BEGIN Records for processing

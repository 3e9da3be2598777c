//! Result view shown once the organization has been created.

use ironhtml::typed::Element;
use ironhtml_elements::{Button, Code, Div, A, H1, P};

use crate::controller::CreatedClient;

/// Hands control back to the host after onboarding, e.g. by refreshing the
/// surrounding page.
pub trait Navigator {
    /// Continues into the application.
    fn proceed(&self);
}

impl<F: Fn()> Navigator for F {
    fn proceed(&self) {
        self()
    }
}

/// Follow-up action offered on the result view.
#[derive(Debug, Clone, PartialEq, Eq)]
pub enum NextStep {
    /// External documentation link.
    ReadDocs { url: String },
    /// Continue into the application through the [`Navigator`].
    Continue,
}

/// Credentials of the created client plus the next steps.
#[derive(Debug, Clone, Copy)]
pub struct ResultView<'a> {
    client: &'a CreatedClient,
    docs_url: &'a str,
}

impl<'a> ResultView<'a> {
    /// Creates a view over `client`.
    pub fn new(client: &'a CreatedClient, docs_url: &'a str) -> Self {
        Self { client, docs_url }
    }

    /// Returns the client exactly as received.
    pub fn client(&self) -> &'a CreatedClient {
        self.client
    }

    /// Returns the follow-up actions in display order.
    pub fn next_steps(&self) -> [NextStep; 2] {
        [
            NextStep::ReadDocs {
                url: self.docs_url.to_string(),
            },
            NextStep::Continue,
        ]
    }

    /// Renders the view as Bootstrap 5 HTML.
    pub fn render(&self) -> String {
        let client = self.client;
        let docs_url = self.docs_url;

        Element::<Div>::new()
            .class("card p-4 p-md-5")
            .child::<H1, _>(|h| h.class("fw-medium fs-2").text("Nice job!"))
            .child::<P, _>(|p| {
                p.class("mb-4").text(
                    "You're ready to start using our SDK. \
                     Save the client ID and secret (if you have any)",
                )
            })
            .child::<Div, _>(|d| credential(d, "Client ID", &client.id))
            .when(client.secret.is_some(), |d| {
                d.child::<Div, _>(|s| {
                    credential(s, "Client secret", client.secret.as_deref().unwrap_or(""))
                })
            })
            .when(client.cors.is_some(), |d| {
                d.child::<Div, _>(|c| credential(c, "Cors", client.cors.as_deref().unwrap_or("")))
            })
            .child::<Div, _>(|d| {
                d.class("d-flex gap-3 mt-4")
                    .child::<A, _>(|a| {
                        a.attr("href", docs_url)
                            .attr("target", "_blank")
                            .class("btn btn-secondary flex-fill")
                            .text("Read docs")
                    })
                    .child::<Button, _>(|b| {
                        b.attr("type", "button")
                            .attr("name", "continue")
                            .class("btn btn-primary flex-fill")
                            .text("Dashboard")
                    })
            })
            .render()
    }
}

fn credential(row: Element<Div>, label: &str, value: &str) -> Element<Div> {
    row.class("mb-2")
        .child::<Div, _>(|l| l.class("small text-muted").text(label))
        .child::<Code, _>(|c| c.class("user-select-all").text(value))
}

END Records for processing
BEGIN Records for processing

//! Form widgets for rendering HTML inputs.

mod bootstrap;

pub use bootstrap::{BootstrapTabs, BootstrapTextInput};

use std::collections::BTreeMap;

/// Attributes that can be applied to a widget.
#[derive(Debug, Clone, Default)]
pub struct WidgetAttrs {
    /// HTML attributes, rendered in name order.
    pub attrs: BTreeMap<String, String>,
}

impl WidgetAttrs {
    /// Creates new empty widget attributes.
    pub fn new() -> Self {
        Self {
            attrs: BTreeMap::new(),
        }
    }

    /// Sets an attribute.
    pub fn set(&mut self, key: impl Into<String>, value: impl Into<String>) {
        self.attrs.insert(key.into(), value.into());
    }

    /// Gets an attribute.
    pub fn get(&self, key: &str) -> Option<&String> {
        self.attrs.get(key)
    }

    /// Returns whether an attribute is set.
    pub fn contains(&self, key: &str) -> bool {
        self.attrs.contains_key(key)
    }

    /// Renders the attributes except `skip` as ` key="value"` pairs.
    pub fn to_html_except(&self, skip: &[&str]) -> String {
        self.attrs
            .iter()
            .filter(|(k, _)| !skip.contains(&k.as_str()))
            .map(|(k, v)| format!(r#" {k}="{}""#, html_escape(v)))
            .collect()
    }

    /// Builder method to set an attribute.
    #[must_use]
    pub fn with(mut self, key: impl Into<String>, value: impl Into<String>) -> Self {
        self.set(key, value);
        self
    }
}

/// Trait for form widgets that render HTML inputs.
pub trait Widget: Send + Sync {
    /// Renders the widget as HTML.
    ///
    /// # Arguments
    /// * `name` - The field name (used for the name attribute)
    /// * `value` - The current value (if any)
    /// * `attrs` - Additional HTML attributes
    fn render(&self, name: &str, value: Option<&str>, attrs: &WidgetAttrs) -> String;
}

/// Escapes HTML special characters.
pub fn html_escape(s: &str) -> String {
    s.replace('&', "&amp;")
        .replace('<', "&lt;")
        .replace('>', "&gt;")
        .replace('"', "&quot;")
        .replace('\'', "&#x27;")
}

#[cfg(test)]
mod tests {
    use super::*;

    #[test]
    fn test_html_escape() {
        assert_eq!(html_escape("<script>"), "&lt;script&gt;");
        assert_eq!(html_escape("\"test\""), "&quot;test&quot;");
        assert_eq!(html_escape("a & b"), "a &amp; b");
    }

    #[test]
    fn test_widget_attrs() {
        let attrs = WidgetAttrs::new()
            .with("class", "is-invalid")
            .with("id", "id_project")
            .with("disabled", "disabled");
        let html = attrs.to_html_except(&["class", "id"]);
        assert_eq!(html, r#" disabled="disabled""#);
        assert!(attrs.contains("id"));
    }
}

END Records for processing

**The task**
With "flex" as the search word, count the matching lines in the records and give the number alone.

**Answer box**
3